Pengungsi Perempuan Punya Kebutuhan Khusus

“Saya bersyukur dapat menyelamatkan kedua bayi saya,” tutur Teti, pengungsi perempuan yang ditemui VOA di salah satu pos penampungan. Bulan lalu ia baru saja melahirkan bayi kembar. “Tetapi saya sekarang tidak lagi punya popok, baju atau bahkan susu bayi. Harga air minum membubung tinggi. Saya bingung mau kasih apa untuk bayi saya,” tambahnya dengan suara tercekat.

Seorang petugas kepolisian mengamankan pengiriman bahan pangan dan bantuan untuk korban gempa bumi dan tsunami di pelabuhan Pantoloan di Palu, Sulawesi Tengah, 1 Oktober 2018 (foto: Antara)
Seorang petugas kepolisian mengamankan pengiriman bahan pangan dan bantuan untuk korban gempa bumi dan tsunami di pelabuhan Pantoloan di Palu, Sulawesi Tengah, 1 Oktober 2018 (foto: Antara)

Hal senada disampaikan Hikmawati, seorang pengungsi perempuan lain yang berusia 50 tahun dan mengatakan ia sudah tidak punya apa-apa lagi. “Rumah kami di Balaroa tertelan bumi. Kami tidak lagi punya apa-apa, selain baju yang melekat di tubuh kami ini. Disini kami sangat membutuhkan air bersih, obat-obatan, WC, popok dan susu untuk bayi.”

Menurut Syafa Illiyin, relawan Gerakan Rakyat Peduli Bencana yang ketika gempa Lombok, Agustus lalu, ikut berkeliling ke berbagai tempat penampungan, “banyak balita yang demam dan jatuh sakit karena harus tinggal di luar ruangan. Sementara obat yang tersedia sangat minim. Juga susu. Ibu menyusui yang masih stress, tidak mampu memberikan susu kepada bayinya.”

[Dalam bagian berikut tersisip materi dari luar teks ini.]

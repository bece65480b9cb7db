//! Order Aggregate

use chrono::{DateTime, Utc};
use serde::{Deserialize, Serialize};
use std::fmt;
use std::str::FromStr;
use uuid::Uuid;
use crate::domain::aggregates::cart::Cart;
use crate::domain::value_objects::{Address, Money, MoneyError, Quantity};

#[derive(Clone, Copy, Debug, Default, PartialEq, Eq, Hash, Serialize, Deserialize)]
#[serde(rename_all = "snake_case")]
pub enum OrderStatus { #[default] Pending, Paid, Processing, Shipped, InTransit, OutForDelivery, Delivered, Cancelled }

impl OrderStatus {
    pub const ALL: [OrderStatus; 8] = [Self::Pending, Self::Paid, Self::Processing, Self::Shipped, Self::InTransit, Self::OutForDelivery, Self::Delivered, Self::Cancelled];
    /// The shipment steps rendered by the tracking bar, in order.
    pub const TRACKED: [OrderStatus; 6] = [Self::Paid, Self::Processing, Self::Shipped, Self::InTransit, Self::OutForDelivery, Self::Delivered];

    pub fn as_str(&self) -> &'static str {
        match self {
            Self::Pending => "pending", Self::Paid => "paid", Self::Processing => "processing", Self::Shipped => "shipped",
            Self::InTransit => "in_transit", Self::OutForDelivery => "out_for_delivery", Self::Delivered => "delivered", Self::Cancelled => "cancelled",
        }
    }

    pub fn is_terminal(&self) -> bool { matches!(self, Self::Delivered | Self::Cancelled) }

    /// Position on the linear path; `cancelled` sits off it.
    pub fn position(&self) -> Option<usize> {
        match self { Self::Cancelled => None, s => Self::ALL.iter().position(|x| x == s) }
    }

    /// Whether moving from `previous` to `self` goes forward along the path (or into `cancelled`).
    /// Admin status updates do not enforce this.
    pub fn is_forward_of(&self, previous: OrderStatus) -> bool {
        match (self.position(), previous.position()) {
            (None, _) => !previous.is_terminal(),
            (Some(_), None) => false,
            (Some(next), Some(prev)) => next > prev,
        }
    }

    fn step_text(&self) -> (&'static str, &'static str) {
        match self {
            Self::Pending => ("Pending", "Awaiting payment"),
            Self::Paid => ("Paid", "Payment confirmed"),
            Self::Processing => ("Processing", "Preparing your order"),
            Self::Shipped => ("Shipped", "Packed and shipped"),
            Self::InTransit => ("In transit", "On its way to the hub"),
            Self::OutForDelivery => ("Out for delivery", "Arriving soon"),
            Self::Delivered => ("Delivered", "Order received"),
            Self::Cancelled => ("Cancelled", "Order cancelled"),
        }
    }

    pub fn tracking(&self) -> TrackingView {
        match self {
            Self::Pending => TrackingView::AwaitingPayment { message: "We are waiting for your payment to be confirmed.".into() },
            Self::Cancelled => TrackingView::Cancelled { message: "This order was cancelled.".into() },
            current => {
                let idx = Self::TRACKED.iter().position(|s| s == current).unwrap_or(0);
                let steps = Self::TRACKED.iter().enumerate().map(|(i, s)| {
                    let (label, subtitle) = s.step_text();
                    let state = if i < idx { StepState::Completed } else if i == idx { StepState::Current } else { StepState::Pending };
                    TrackingStep { status: *s, label, subtitle, state }
                }).collect();
                TrackingView::Steps { steps }
            }
        }
    }
}

impl fmt::Display for OrderStatus {
    fn fmt(&self, f: &mut fmt::Formatter<'_>) -> fmt::Result { f.write_str(self.as_str()) }
}

impl FromStr for OrderStatus {
    type Err = OrderError;
    fn from_str(s: &str) -> Result<Self, Self::Err> {
        Self::ALL.into_iter().find(|st| st.as_str() == s).ok_or_else(|| OrderError::UnknownStatus(s.to_string()))
    }
}

#[derive(Clone, Copy, Debug, PartialEq, Eq, Serialize)]
#[serde(rename_all = "snake_case")]
pub enum StepState { Completed, Current, Pending }

#[derive(Clone, Debug, PartialEq, Eq, Serialize)]
pub struct TrackingStep { pub status: OrderStatus, pub label: &'static str, pub subtitle: &'static str, pub state: StepState }

#[derive(Clone, Debug, PartialEq, Eq, Serialize)]
#[serde(tag = "kind", rename_all = "snake_case")]
pub enum TrackingView {
    AwaitingPayment { message: String },
    Cancelled { message: String },
    Steps { steps: Vec<TrackingStep> },
}

#[derive(Clone, Debug, PartialEq, Eq, Serialize, Deserialize)]
pub struct Order {
    pub id: Uuid,
    pub user_id: Uuid,
    pub total: Money,
    pub status: OrderStatus,
    pub shipping_address: Option<Address>,
    pub gateway_order_id: Option<String>,
    pub created_at: DateTime<Utc>,
}

#[derive(Clone, Debug, PartialEq, Eq, Serialize, Deserialize)]
pub struct OrderItem {
    pub id: Uuid,
    pub order_id: Uuid,
    pub product_id: Uuid,
    pub sku_id: Option<Uuid>,
    pub product_name: String,
    pub quantity: Quantity,
    /// Captured at checkout; never recomputed from the live catalog.
    pub price_at_purchase: Money,
}

#[derive(Clone, Debug, PartialEq, Eq, Serialize)]
pub struct OrderDetail {
    #[serde(flatten)]
    pub order: Order,
    pub items: Vec<OrderItem>,
    pub tracking: TrackingView,
}

impl OrderDetail {
    pub fn new(order: Order, items: Vec<OrderItem>) -> Self {
        let tracking = order.status.tracking();
        Self { order, items, tracking }
    }
}

#[derive(Clone, Debug, PartialEq, Eq)]
pub struct NewOrderItem { pub product_id: Uuid, pub sku_id: Option<Uuid>, pub product_name: String, pub quantity: Quantity, pub price_at_purchase: Money }

/// An order ready to be written: lines priced from the cart at this instant.
#[derive(Clone, Debug, PartialEq, Eq)]
pub struct OrderDraft { pub user_id: Uuid, pub total: Money, pub shipping_address: Option<Address>, pub items: Vec<NewOrderItem> }

impl OrderDraft {
    pub fn from_cart(cart: &Cart, shipping_address: Option<Address>) -> Result<Self, OrderError> {
        let items: Vec<NewOrderItem> = cart.valid_lines().map(|(line, sku)| NewOrderItem {
            product_id: sku.product_id,
            sku_id: Some(sku.sku_id),
            product_name: sku.product_name.clone(),
            quantity: line.quantity,
            price_at_purchase: sku.unit_price(),
        }).collect();
        if items.is_empty() { return Err(OrderError::EmptyCart); }
        let total = items.iter().try_fold(Money::ZERO, |acc, i| acc.add(i.price_at_purchase.multiply(i.quantity.value())?))?;
        Ok(Self { user_id: cart.user_id, total, shipping_address, items })
    }
}

#[derive(Debug, Clone, PartialEq, Eq)] pub enum OrderError { EmptyCart, UnknownStatus(String), Amount(MoneyError) }
impl std::error::Error for OrderError {}
impl fmt::Display for OrderError {
    fn fmt(&self, f: &mut fmt::Formatter<'_>) -> fmt::Result {
        match self {
            Self::EmptyCart => write!(f, "Cart is empty"),
            Self::UnknownStatus(s) => write!(f, "Unknown order status '{s}'"),
            Self::Amount(e) => write!(f, "{e}"),
        }
    }
}
impl From<MoneyError> for OrderError { fn from(e: MoneyError) -> Self { Self::Amount(e) } }

#[cfg(test)]
mod tests {
    use super::*;
    use crate::domain::aggregates::cart::{snapshot, CartLine};

    #[test]
    fn test_status_parsing() {
        assert_eq!("out_for_delivery".parse::<OrderStatus>().unwrap(), OrderStatus::OutForDelivery);
        assert!(matches!("refunded".parse::<OrderStatus>(), Err(OrderError::UnknownStatus(_))));
        for s in OrderStatus::ALL { assert_eq!(s.as_str().parse::<OrderStatus>().unwrap(), s); }
    }

    #[test]
    fn test_forward_transitions() {
        assert!(OrderStatus::Shipped.is_forward_of(OrderStatus::Paid));
        assert!(!OrderStatus::Paid.is_forward_of(OrderStatus::Shipped));
        assert!(OrderStatus::Cancelled.is_forward_of(OrderStatus::Processing));
        assert!(!OrderStatus::Cancelled.is_forward_of(OrderStatus::Delivered));
        assert!(!OrderStatus::Paid.is_forward_of(OrderStatus::Cancelled));
        assert!(OrderStatus::Delivered.is_terminal());
    }

    #[test]
    fn test_tracking_view() {
        let TrackingView::Steps { steps } = OrderStatus::Shipped.tracking() else { panic!("expected steps") };
        let states: Vec<_> = steps.iter().map(|s| s.state).collect();
        assert_eq!(states, vec![StepState::Completed, StepState::Completed, StepState::Current, StepState::Pending, StepState::Pending, StepState::Pending]);
        assert!(matches!(OrderStatus::Pending.tracking(), TrackingView::AwaitingPayment { .. }));
        assert!(matches!(OrderStatus::Cancelled.tracking(), TrackingView::Cancelled { .. }));
    }

    #[test]
    fn test_draft_snapshots_prices() {
        let mut cart = Cart::empty(Uuid::new_v4(), Uuid::new_v4());
        cart.lines.push(CartLine { item_id: Uuid::new_v4(), quantity: Quantity::new(2).unwrap(), sku: Some(snapshot("Jacket", 19999, Some(24999))) });
        cart.lines.push(CartLine { item_id: Uuid::new_v4(), quantity: Quantity::ONE, sku: Some(snapshot("Shirt", 19999, None)) });
        cart.lines.push(CartLine { item_id: Uuid::new_v4(), quantity: Quantity::ONE, sku: None });
        let draft = OrderDraft::from_cart(&cart, None).unwrap();
        assert_eq!(draft.items.len(), 2);
        assert_eq!(draft.items[0].price_at_purchase.minor(), 24999);
        assert_eq!(draft.total.minor(), 69997);
        assert_eq!(draft.total.to_decimal().to_string(), "699.97");
    }

    #[test]
    fn test_draft_rejects_empty_cart() {
        let cart = Cart::empty(Uuid::new_v4(), Uuid::new_v4());
        assert_eq!(OrderDraft::from_cart(&cart, None), Err(OrderError::EmptyCart));
    }
}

Komnas Perempuan Serukan Otorita Berwenang Untuk Perhatikan Kebutuhan Khusus Perempuan & Kelompok Rentan

Fenomena berulang soal kurangnya, atau bahkan tidak adanya bantuan khusus bagi perempuan, telah mendorong Komnas Perempuan mengeluarkan seruan kepada otorita yang menangani dampak gempa dan tsunami di Palu dan Donggala, Sulawesi Tengah, untuk memperhatikan kebutuhan khusus perempuan dan kelompok rentan lain dalam situasi bencana ini. Dalam salah satu pernyataan yang dikeluarkan hari Minggu (30/9), atau dua hari setelah gempa dan tsunami di sebagian Sulawesi Tengah Jum’at lalu (28/9) itu, Komnas Perempuan mengingatkan “sensitivitas pada kebutuhan khusus perempuan yang hamil, melahirkan, menyusui dan menstruasi.”

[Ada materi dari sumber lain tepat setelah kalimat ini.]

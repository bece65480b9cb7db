//! Bearer-token authentication
//!
//! Tokens are issued by the hosted auth provider and signed with a shared HS256 secret. They are
//! verified once per request and turned into a [`Principal`], which every service operation takes
//! as an explicit argument.

use axum::{async_trait, extract::FromRequestParts, http::{header, request::Parts}};
use jsonwebtoken::{decode, errors::ErrorKind, Algorithm, DecodingKey, Validation};
use serde::{Deserialize, Serialize};
use thiserror::Error;
use uuid::Uuid;

use crate::config::AuthConfig;
use crate::error::AppError;
use crate::state::AppState;

#[derive(Debug, Clone, Default, Serialize, Deserialize)]
pub struct AppMetadata { #[serde(default)] pub role: Option<String> }

#[derive(Debug, Clone, Default, Serialize, Deserialize)]
pub struct UserMetadata { #[serde(default)] pub full_name: Option<String> }

/// Claims carried by the provider's access tokens.
#[derive(Debug, Clone, Serialize, Deserialize)]
pub struct Claims {
    pub sub: String,
    #[serde(default)]
    pub email: Option<String>,
    pub exp: i64,
    #[serde(default)]
    pub aud: Option<String>,
    #[serde(default)]
    pub app_metadata: AppMetadata,
    #[serde(default)]
    pub user_metadata: UserMetadata,
}

#[derive(Debug, Clone, Copy, PartialEq, Eq, Serialize)]
#[serde(rename_all = "snake_case")]
pub enum Role { Customer, Admin }

/// The authenticated caller.
#[derive(Debug, Clone, PartialEq, Eq, Serialize)]
pub struct Principal {
    pub user_id: Uuid,
    pub email: Option<String>,
    pub full_name: Option<String>,
    pub role: Role,
}

impl Principal {
    pub fn customer(user_id: Uuid) -> Self { Self { user_id, email: None, full_name: None, role: Role::Customer } }

    pub fn admin(user_id: Uuid) -> Self { Self { role: Role::Admin, ..Self::customer(user_id) } }

    pub fn is_admin(&self) -> bool { self.role == Role::Admin }

    pub fn require_admin(&self) -> Result<(), AppError> {
        if self.is_admin() { Ok(()) } else {
            tracing::warn!(user_id = %self.user_id, "admin operation refused");
            Err(AppError::Unauthorized)
        }
    }

    /// Name shown to the payment gateway; falls back to the mail's local part.
    pub fn display_name(&self) -> String {
        self.full_name.clone().filter(|n| !n.trim().is_empty())
            .or_else(|| self.email.as_deref().and_then(|e| e.split('@').next()).map(str::to_string))
            .unwrap_or_else(|| "Cliente".to_string())
    }
}

impl TryFrom<Claims> for Principal {
    type Error = JwtError;

    fn try_from(claims: Claims) -> Result<Self, Self::Error> {
        let user_id = Uuid::parse_str(&claims.sub).map_err(|_| JwtError::InvalidToken("subject is not a user id".into()))?;
        let role = match claims.app_metadata.role.as_deref() { Some("admin") => Role::Admin, _ => Role::Customer };
        Ok(Self { user_id, email: claims.email, full_name: claims.user_metadata.full_name, role })
    }
}

#[derive(Debug, Error)]
pub enum JwtError {
    #[error("invalid token: {0}")]
    InvalidToken(String),
    #[error("token expired")]
    ExpiredToken,
}

pub struct JwtVerifier { key: Option<DecodingKey>, validation: Validation }

impl JwtVerifier {
    pub fn new(config: &AuthConfig) -> Self {
        let mut validation = Validation::new(Algorithm::HS256);
        validation.set_audience(&[config.audience.as_str()]);
        let key = (!config.jwt_secret.is_empty()).then(|| DecodingKey::from_secret(config.jwt_secret.as_bytes()));
        Self { key, validation }
    }

    /// Rejects everything when no secret is configured.
    pub fn verify(&self, token: &str) -> Result<Principal, JwtError> {
        let key = self.key.as_ref().ok_or_else(|| JwtError::InvalidToken("no verification key configured".into()))?;
        let data = decode::<Claims>(token, key, &self.validation).map_err(|e| match e.kind() {
            ErrorKind::ExpiredSignature => JwtError::ExpiredToken,
            _ => JwtError::InvalidToken(e.to_string()),
        })?;
        Principal::try_from(data.claims)
    }

    pub fn extract_from_header(value: &str) -> Option<&str> {
        value.strip_prefix("Bearer ").map(str::trim).filter(|t| !t.is_empty())
    }
}

#[async_trait]
impl FromRequestParts<AppState> for Principal {
    type Rejection = AppError;

    async fn from_request_parts(parts: &mut Parts, state: &AppState) -> Result<Self, Self::Rejection> {
        if let Some(principal) = parts.extensions.get::<Principal>() {
            return Ok(principal.clone());
        }
        let token = parts.headers.get(header::AUTHORIZATION)
            .and_then(|h| h.to_str().ok())
            .and_then(JwtVerifier::extract_from_header)
            .ok_or(AppError::Unauthenticated)?;
        match state.auth.verify(token) {
            Ok(principal) => {
                parts.extensions.insert(principal.clone());
                Ok(principal)
            }
            Err(e) => {
                tracing::warn!(error = %e, uri = %parts.uri, "token rejected");
                Err(AppError::Unauthenticated)
            }
        }
    }
}

#[cfg(test)]
pub(crate) fn issue_token(secret: &str, user_id: Uuid, role: Option<&str>) -> String {
    use jsonwebtoken::{encode, EncodingKey, Header};
    let claims = Claims {
        sub: user_id.to_string(),
        email: Some("ana@example.com".into()),
        exp: chrono::Utc::now().timestamp() + 3600,
        aud: Some("authenticated".into()),
        app_metadata: AppMetadata { role: role.map(str::to_string) },
        user_metadata: UserMetadata { full_name: Some("Ana López".into()) },
    };
    encode(&Header::default(), &claims, &EncodingKey::from_secret(secret.as_bytes())).expect("token encodes")
}

#[cfg(test)]
mod tests {
    use super::*;

    fn verifier() -> JwtVerifier { JwtVerifier::new(&AuthConfig { jwt_secret: "test-secret".into(), audience: "authenticated".into() }) }

    #[test]
    fn test_verify_resolves_role() {
        let id = Uuid::new_v4();
        let admin = verifier().verify(&issue_token("test-secret", id, Some("admin"))).unwrap();
        assert_eq!(admin.user_id, id);
        assert!(admin.is_admin());
        let customer = verifier().verify(&issue_token("test-secret", id, None)).unwrap();
        assert!(!customer.is_admin());
        assert!(matches!(customer.require_admin(), Err(AppError::Unauthorized)));
        assert_eq!(customer.display_name(), "Ana López");
    }

    #[test]
    fn test_verify_rejects_wrong_secret() {
        let token = issue_token("other-secret", Uuid::new_v4(), None);
        assert!(matches!(verifier().verify(&token), Err(JwtError::InvalidToken(_))));
    }

    #[test]
    fn test_empty_secret_rejects_everything() {
        let open = JwtVerifier::new(&AuthConfig { jwt_secret: String::new(), audience: "authenticated".into() });
        assert!(open.verify(&issue_token("any-secret", Uuid::new_v4(), Some("admin"))).is_err());
    }

    #[test]
    fn test_extract_from_header() {
        assert_eq!(JwtVerifier::extract_from_header("Bearer abc"), Some("abc"));
        assert_eq!(JwtVerifier::extract_from_header("Basic abc"), None);
        assert_eq!(JwtVerifier::extract_from_header("Bearer "), None);
    }
}
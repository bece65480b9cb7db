//! Cart Aggregate

use serde::{Deserialize, Serialize};
use uuid::Uuid;
use crate::domain::value_objects::{ImageRef, Money, MoneyError, Quantity};

/// What a cart line points at, resolved at read time.
#[derive(Clone, Debug, PartialEq, Eq, Serialize, Deserialize)]
pub struct SkuSnapshot {
    pub sku_id: Uuid,
    pub product_id: Uuid,
    pub product_name: String,
    pub product_slug: String,
    pub base_price: Money,
    pub override_price: Option<Money>,
    pub options: Vec<String>,
    pub image: Option<ImageRef>,
}

impl SkuSnapshot {
    pub fn unit_price(&self) -> Money { self.override_price.unwrap_or(self.base_price) }
}

#[derive(Clone, Debug, PartialEq, Eq, Serialize, Deserialize)]
pub struct CartLine {
    pub item_id: Uuid,
    pub quantity: Quantity,
    /// `None` when the SKU or its product no longer resolves.
    pub sku: Option<SkuSnapshot>,
}

impl CartLine {
    pub fn line_total(&self) -> Option<Result<Money, MoneyError>> {
        self.sku.as_ref().map(|s| s.unit_price().multiply(self.quantity.value()))
    }
}

#[derive(Clone, Debug, PartialEq, Eq)]
pub struct Cart { pub id: Uuid, pub user_id: Uuid, pub lines: Vec<CartLine> }

impl Cart {
    pub fn empty(id: Uuid, user_id: Uuid) -> Self { Self { id, user_id, lines: vec![] } }

    /// Lines whose SKU and product still resolve. Orphans are skipped, not errors.
    pub fn valid_lines(&self) -> impl Iterator<Item = (&CartLine, &SkuSnapshot)> {
        self.lines.iter().filter_map(|l| l.sku.as_ref().map(|s| (l, s)))
    }

    pub fn has_valid_lines(&self) -> bool { self.valid_lines().next().is_some() }

    pub fn subtotal(&self) -> Result<Money, MoneyError> {
        self.valid_lines().try_fold(Money::ZERO, |acc, (l, s)| acc.add(s.unit_price().multiply(l.quantity.value())?))
    }

    pub fn item_count(&self) -> u32 { self.valid_lines().map(|(l, _)| l.quantity.value()).sum() }

    pub fn view(&self) -> Result<CartView, MoneyError> {
        let lines = self.lines.iter().map(|l| Ok(CartLineView {
            item_id: l.item_id,
            quantity: l.quantity,
            unit_price: l.sku.as_ref().map(SkuSnapshot::unit_price),
            line_total: l.line_total().transpose()?,
            available: l.sku.is_some(),
            sku: l.sku.clone(),
        })).collect::<Result<Vec<_>, MoneyError>>()?;
        Ok(CartView { cart_id: Some(self.id), lines, subtotal: self.subtotal()?, item_count: self.item_count() })
    }
}

#[derive(Clone, Debug, PartialEq, Eq, Serialize)]
pub struct CartLineView {
    pub item_id: Uuid,
    pub quantity: Quantity,
    pub sku: Option<SkuSnapshot>,
    pub unit_price: Option<Money>,
    pub line_total: Option<Money>,
    pub available: bool,
}

#[derive(Clone, Debug, PartialEq, Eq, Serialize)]
pub struct CartView { pub cart_id: Option<Uuid>, pub lines: Vec<CartLineView>, pub subtotal: Money, pub item_count: u32 }

impl CartView {
    pub fn empty() -> Self { Self { cart_id: None, lines: vec![], subtotal: Money::ZERO, item_count: 0 } }
}

#[cfg(test)]
pub(crate) fn snapshot(name: &str, base: i64, over: Option<i64>) -> SkuSnapshot {
    SkuSnapshot {
        sku_id: Uuid::new_v4(), product_id: Uuid::new_v4(), product_name: name.into(), product_slug: name.to_lowercase(),
        base_price: Money::from_minor(base), override_price: over.map(Money::from_minor), options: vec![], image: None,
    }
}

Seorang anak tertidur di penampungan pengungsi di Palu, Sulawesi tengah, 3 Oktober 2018 setelah terjadinya gempa bumi dan tsunami yang melanda pada tanggal 28 September.
Seorang anak tertidur di penampungan pengungsi di Palu, Sulawesi tengah, 3 Oktober 2018 setelah terjadinya gempa bumi dan tsunami yang melanda pada tanggal 28 September.

Perlu Ada Pemisahan Pos Penampungan Perempuan dan Laki-Laki

Baiq Diyah Ratu Ganefi, relawan yang aktif mendirikan dapur umum ketika gempa di Lombok, sepakat dengan pernyataan Komnas Perempuan itu. Tetapi menurutnya, selain kebutuhan khusus perempuan, para pengungsi perempuan juga membutuhkan pemisahan ruangan, atau ruangan khusus bagi pengungsi perempuan. “Kami menginginkan adanya satu ruangan khusus untuk perempuan karena banyak pengungsian yang menjadi satu laki-laki dan perempuan. Kami juga menginginkan toilet khusus perempuan,” ujar Baiq Diyah, yang juga anggota Dewan Perwakilan Daerah DPD RI Dapil Lombok, NTB ini.

Syafa Illiyin, relawan Gerakan Rakyat Peduli Bencana, juga menyampaikan hal yang sama. “Kebutuhan untuk perempuan yang kami butuhkan lebih kepada kebutuhan dasar, air bersih, jamban yang tertutup, ruangan yang tertutup dan pakaian dalam,” tuturnya.

Komnas Perempuan menilai penataan pengungsian yang aman dan sensitif pada perempuan penting untuk mencegah terjadinya pelecehan dan kekerasan seksual.

Menurut koresponden VOA di Palu, Yoanes Litha, sejauh ini memang bantuan yang datang umumnya adalah makanan, pakaian, obat-obatan, tenda pengungsi dan selimut. Bisa jadi diantara bantuan itu ada pembalut atau kebutuhan bayi, tetapi menurut sejumlah pengungsi perempuan yang ditemui, hingga kini mereka masih belum mendapat bantuan semacam itu.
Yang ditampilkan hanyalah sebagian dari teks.